━━━ MATERIAL PROVIDED ━━━
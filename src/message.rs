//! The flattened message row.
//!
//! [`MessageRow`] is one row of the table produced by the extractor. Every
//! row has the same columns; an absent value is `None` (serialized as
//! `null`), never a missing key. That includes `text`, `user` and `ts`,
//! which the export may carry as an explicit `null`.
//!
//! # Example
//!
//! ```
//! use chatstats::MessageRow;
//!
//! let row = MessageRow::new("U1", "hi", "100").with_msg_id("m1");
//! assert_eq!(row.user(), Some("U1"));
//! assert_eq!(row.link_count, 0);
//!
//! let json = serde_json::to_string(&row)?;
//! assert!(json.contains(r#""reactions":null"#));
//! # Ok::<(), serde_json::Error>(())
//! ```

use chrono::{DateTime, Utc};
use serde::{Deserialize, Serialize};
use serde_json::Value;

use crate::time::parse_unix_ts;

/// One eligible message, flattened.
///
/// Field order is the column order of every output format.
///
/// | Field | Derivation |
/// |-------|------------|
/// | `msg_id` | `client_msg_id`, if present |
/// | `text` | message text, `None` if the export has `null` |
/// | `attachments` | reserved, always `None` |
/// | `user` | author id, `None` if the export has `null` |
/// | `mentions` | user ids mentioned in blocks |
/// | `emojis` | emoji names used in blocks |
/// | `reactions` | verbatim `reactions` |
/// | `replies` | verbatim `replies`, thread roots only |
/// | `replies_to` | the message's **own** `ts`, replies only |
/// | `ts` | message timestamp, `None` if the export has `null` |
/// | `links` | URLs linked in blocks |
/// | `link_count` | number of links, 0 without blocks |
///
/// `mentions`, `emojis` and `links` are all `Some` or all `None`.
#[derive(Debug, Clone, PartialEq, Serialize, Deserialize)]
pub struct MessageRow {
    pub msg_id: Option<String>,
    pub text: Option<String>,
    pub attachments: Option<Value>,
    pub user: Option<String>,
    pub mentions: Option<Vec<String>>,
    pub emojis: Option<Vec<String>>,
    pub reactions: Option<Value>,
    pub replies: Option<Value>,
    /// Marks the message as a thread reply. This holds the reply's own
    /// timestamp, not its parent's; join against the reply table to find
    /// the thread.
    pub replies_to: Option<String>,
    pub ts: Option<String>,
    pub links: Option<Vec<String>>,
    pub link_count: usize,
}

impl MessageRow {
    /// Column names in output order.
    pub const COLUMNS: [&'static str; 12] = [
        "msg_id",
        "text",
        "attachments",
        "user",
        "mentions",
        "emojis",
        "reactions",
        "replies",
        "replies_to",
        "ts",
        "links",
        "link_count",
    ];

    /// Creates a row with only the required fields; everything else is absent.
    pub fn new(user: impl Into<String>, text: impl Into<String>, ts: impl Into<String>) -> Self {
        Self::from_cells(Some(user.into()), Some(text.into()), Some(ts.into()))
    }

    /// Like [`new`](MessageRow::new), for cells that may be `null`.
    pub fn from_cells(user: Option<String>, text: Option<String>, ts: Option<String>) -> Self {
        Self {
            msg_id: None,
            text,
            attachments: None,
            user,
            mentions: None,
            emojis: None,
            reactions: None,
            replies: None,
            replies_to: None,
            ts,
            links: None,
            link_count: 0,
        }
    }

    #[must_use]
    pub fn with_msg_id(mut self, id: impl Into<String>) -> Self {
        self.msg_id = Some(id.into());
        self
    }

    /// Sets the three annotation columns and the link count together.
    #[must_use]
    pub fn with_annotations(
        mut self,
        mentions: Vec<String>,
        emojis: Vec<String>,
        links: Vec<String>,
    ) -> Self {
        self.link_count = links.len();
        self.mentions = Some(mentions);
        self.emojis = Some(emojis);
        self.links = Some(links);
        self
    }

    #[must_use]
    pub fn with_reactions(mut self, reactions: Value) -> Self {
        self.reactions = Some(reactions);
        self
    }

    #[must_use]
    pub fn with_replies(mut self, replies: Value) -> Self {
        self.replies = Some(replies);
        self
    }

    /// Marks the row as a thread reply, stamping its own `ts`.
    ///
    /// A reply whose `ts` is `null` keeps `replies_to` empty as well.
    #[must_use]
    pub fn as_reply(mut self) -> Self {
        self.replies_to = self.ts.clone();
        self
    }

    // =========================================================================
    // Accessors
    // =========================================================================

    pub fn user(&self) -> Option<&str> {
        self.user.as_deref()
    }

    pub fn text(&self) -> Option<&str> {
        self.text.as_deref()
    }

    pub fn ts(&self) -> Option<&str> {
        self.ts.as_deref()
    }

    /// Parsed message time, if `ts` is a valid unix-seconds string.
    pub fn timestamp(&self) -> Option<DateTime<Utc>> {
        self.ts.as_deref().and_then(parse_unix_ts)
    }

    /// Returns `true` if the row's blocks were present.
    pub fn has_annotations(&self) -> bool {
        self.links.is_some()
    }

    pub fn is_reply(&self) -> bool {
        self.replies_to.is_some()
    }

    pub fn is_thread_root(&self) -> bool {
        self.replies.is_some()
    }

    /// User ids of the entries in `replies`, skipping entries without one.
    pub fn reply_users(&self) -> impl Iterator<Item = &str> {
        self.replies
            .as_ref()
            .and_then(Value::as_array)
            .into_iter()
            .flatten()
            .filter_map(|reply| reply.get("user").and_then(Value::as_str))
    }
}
━━━
━━━ MATERIAL PROVIDED ━━━
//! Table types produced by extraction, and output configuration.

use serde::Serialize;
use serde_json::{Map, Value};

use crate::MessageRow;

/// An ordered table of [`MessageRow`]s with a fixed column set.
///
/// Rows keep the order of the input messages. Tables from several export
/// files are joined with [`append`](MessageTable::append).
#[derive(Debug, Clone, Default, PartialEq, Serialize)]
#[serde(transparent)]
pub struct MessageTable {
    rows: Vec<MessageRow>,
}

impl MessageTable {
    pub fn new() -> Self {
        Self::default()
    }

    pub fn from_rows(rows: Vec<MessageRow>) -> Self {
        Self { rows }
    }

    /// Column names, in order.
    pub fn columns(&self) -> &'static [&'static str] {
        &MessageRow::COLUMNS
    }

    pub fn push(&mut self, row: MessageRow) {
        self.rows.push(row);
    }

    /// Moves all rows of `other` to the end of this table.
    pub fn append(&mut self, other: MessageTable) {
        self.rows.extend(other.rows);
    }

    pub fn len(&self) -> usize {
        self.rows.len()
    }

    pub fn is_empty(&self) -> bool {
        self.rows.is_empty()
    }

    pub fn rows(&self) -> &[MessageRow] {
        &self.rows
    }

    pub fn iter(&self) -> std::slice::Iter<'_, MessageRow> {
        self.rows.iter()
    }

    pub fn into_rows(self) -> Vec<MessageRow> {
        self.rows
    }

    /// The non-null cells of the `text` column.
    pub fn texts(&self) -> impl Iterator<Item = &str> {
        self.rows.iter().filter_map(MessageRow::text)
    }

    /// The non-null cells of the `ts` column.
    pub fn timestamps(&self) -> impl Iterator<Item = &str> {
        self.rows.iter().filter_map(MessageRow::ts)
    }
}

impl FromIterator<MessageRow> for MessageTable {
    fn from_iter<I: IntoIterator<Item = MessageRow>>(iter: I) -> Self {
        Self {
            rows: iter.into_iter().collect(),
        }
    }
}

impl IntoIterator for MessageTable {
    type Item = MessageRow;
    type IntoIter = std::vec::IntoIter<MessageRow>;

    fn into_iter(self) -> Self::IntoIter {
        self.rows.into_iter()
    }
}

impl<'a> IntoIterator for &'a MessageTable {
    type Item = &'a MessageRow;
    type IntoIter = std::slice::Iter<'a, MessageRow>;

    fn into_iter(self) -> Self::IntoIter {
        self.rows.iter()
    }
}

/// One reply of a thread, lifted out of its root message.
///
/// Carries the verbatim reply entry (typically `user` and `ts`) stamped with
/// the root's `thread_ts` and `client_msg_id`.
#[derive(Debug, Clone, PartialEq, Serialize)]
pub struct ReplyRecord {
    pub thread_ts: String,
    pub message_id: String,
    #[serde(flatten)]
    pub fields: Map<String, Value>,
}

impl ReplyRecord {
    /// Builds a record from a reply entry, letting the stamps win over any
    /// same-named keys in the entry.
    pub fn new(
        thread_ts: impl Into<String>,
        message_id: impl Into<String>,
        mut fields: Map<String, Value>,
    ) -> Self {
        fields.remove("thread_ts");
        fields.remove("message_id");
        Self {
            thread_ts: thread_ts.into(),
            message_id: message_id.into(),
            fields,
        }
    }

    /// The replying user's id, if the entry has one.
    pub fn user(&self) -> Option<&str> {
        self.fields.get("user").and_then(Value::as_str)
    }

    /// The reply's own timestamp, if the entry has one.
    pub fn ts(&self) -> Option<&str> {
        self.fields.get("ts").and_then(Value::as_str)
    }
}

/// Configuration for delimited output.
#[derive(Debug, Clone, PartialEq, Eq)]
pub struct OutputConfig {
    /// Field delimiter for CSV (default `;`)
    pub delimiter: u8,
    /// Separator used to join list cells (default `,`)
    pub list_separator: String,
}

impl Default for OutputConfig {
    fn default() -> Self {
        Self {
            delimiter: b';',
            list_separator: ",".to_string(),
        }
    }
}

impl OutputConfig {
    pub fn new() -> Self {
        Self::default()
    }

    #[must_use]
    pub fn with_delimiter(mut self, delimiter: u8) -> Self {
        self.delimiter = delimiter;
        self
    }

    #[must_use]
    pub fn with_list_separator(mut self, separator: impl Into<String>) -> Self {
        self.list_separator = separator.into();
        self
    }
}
━━━
> EXERCISE AIM:
Using the material above, find each line that holds "PartialEq" and copy that line.

> OUTPUT FOR THIS EXERCISE:
#[derive(Debug, Clone, PartialEq, Serialize, Deserialize)]
#[derive(Debug, Clone, Default, PartialEq, Serialize)]
#[derive(Debug, Clone, PartialEq, Serialize)]
#[derive(Debug, Clone, PartialEq, Eq)]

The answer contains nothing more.